Top of Data in this exercise

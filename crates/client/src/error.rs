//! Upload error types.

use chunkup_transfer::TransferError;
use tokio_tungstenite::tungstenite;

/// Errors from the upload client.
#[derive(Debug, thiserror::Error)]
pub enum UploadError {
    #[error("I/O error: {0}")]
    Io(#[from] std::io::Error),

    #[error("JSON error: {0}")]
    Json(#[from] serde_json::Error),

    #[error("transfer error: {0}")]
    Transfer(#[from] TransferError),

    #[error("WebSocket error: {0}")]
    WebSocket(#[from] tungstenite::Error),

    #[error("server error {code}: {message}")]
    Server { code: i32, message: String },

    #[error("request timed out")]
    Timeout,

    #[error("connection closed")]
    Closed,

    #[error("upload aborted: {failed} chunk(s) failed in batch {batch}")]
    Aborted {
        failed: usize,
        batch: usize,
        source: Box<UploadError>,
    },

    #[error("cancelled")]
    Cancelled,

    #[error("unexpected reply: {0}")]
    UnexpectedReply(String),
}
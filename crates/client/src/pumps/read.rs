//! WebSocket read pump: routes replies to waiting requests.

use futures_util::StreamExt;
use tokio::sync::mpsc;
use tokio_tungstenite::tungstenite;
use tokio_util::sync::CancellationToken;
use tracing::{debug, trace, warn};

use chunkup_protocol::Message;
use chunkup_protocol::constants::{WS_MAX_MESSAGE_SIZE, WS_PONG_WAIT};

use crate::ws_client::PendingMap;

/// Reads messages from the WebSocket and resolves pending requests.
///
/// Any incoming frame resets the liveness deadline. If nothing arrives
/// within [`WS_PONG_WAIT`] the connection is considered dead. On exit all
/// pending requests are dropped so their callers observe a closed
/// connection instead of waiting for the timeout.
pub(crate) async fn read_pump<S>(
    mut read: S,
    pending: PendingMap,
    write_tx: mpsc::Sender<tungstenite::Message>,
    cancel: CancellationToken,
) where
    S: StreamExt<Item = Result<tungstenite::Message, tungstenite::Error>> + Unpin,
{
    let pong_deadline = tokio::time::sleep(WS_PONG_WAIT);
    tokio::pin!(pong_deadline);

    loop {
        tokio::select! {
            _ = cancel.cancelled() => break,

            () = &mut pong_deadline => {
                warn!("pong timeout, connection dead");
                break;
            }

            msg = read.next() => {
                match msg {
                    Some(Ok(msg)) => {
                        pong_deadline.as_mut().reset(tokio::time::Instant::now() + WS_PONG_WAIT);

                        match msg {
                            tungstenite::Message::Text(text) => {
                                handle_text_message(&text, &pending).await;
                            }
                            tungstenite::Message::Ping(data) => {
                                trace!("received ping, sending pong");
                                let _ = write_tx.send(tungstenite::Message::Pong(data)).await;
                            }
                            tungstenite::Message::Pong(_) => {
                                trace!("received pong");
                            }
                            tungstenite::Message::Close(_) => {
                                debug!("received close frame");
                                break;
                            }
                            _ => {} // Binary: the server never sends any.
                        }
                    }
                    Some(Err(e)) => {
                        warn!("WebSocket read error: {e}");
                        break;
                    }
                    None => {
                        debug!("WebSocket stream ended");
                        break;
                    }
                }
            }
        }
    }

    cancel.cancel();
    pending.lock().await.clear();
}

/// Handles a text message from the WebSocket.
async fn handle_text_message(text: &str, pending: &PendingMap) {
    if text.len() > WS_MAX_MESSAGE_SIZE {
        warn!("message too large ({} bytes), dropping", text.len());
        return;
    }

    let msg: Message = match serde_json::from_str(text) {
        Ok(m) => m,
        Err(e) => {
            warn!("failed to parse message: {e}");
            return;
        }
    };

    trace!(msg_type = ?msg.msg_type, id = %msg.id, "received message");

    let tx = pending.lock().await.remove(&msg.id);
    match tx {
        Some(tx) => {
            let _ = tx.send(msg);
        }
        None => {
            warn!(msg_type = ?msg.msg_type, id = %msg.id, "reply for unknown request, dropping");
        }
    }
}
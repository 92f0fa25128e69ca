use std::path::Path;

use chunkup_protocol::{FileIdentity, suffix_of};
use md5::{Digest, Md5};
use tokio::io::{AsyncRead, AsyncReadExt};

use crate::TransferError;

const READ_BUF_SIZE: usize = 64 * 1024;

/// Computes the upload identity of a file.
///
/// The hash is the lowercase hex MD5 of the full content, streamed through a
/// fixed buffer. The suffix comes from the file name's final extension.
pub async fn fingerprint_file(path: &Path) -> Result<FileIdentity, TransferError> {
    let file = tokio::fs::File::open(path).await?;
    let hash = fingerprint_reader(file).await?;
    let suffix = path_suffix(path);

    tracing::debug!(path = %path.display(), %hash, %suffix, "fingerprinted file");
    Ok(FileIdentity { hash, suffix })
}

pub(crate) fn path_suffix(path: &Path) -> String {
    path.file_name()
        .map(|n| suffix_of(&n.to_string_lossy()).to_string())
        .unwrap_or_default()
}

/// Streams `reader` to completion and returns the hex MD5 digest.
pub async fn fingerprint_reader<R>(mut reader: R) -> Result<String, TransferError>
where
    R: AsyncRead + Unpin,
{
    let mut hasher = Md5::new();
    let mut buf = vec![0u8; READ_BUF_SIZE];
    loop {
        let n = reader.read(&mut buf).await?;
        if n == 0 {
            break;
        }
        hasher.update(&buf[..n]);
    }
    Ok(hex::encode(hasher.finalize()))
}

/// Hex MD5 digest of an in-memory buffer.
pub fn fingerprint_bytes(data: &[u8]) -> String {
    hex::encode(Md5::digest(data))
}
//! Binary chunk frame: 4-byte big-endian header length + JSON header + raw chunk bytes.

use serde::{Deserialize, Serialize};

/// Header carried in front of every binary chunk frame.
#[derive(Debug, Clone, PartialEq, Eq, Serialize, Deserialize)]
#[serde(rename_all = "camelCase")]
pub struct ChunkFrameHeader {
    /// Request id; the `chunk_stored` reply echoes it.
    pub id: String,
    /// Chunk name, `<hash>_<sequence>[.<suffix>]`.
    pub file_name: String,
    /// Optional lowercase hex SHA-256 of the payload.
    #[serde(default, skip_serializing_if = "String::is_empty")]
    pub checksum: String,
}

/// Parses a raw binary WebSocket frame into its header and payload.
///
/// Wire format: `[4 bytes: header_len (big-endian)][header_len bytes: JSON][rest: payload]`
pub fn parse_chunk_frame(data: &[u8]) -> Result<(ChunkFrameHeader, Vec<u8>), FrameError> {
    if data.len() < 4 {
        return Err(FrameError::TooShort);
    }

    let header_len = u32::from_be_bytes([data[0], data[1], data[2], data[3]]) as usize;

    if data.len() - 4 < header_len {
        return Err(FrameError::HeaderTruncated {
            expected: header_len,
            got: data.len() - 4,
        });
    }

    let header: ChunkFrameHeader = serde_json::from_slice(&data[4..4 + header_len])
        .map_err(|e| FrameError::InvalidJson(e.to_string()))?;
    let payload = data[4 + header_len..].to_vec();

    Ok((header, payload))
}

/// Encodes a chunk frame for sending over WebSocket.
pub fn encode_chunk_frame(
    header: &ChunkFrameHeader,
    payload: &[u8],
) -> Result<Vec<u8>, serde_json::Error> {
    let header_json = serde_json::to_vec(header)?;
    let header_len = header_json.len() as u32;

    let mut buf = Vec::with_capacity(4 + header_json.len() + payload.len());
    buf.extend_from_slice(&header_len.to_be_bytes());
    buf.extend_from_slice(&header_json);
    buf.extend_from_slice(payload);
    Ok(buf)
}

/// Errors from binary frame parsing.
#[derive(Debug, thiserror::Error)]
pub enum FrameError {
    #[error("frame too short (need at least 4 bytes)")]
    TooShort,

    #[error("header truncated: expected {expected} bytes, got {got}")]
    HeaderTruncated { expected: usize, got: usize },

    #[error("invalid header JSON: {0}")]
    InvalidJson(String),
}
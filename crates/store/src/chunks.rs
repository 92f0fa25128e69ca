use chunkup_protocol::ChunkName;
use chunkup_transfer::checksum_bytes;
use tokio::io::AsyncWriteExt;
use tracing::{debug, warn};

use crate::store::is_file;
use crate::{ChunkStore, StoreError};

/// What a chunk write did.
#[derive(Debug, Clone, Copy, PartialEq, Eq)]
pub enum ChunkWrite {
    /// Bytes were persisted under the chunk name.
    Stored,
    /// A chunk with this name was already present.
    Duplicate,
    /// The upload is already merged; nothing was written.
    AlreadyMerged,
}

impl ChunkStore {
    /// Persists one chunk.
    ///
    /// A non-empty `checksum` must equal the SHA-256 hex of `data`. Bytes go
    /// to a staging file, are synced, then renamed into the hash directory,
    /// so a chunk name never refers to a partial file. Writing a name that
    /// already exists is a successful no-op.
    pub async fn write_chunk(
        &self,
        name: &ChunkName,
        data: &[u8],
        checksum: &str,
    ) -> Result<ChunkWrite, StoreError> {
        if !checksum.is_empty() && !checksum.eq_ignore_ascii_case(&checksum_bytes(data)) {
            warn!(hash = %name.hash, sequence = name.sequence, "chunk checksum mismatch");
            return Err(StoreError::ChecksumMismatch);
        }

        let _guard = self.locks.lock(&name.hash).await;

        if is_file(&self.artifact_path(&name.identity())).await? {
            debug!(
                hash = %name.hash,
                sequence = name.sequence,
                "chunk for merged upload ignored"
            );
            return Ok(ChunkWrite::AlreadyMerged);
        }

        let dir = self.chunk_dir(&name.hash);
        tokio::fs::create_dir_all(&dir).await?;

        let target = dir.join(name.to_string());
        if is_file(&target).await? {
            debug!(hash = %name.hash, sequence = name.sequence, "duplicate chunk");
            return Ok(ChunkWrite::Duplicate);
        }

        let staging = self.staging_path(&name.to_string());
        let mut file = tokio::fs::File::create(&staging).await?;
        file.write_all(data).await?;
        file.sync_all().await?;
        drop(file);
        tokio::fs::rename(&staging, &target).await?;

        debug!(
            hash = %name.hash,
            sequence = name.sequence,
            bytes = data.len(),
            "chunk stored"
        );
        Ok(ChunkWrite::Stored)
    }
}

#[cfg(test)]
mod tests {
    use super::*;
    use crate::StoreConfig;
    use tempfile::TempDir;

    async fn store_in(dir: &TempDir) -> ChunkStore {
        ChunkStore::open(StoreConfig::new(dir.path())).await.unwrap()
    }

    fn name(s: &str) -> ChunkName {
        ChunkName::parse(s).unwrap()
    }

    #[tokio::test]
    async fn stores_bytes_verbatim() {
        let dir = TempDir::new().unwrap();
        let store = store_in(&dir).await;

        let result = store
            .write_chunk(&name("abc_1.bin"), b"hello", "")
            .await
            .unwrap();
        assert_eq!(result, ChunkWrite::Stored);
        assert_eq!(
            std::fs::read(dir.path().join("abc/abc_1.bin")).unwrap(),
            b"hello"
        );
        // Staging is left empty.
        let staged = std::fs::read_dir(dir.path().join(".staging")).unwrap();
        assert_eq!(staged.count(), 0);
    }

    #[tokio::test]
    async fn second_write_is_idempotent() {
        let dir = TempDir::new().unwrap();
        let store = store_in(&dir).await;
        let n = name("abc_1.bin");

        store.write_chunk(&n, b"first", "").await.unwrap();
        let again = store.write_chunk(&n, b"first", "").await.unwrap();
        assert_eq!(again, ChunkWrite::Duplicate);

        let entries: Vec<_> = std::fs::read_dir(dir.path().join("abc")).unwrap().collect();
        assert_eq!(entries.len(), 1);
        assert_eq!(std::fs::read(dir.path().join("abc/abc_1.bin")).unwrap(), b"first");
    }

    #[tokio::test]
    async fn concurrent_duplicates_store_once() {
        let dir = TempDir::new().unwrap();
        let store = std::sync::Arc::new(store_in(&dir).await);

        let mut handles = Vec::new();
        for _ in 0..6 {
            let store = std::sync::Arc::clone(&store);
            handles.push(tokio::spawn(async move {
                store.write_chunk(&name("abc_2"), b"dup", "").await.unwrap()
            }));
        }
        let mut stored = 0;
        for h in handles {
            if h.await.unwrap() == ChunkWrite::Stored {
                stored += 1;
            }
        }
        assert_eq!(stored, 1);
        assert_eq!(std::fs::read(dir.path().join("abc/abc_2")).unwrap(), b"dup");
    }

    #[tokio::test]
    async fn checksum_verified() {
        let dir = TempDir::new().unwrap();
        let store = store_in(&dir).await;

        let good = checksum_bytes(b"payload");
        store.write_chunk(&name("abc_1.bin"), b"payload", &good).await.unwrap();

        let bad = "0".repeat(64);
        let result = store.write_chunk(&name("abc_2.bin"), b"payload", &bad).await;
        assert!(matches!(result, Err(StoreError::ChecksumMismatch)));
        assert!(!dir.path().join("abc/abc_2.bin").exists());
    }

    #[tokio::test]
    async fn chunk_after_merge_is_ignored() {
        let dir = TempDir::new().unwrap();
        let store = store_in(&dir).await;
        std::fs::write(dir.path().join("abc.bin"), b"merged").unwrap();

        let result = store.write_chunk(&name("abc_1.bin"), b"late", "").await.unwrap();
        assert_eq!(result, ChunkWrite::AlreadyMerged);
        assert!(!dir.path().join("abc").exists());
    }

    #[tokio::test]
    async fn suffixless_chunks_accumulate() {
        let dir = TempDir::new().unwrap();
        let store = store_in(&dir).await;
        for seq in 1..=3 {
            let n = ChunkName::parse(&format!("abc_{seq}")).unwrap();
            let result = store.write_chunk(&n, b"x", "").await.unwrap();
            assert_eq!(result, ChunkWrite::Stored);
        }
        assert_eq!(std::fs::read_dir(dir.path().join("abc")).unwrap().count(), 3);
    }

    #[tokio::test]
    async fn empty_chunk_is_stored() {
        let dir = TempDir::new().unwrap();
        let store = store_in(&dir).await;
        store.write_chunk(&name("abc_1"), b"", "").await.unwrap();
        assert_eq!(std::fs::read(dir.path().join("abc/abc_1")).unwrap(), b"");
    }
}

Bottom of Data in this exercise

§ Assigned task
Every line containing the string "Unpin" in the entries should be counted; give the resulting number and nothing else.

§ Solution
2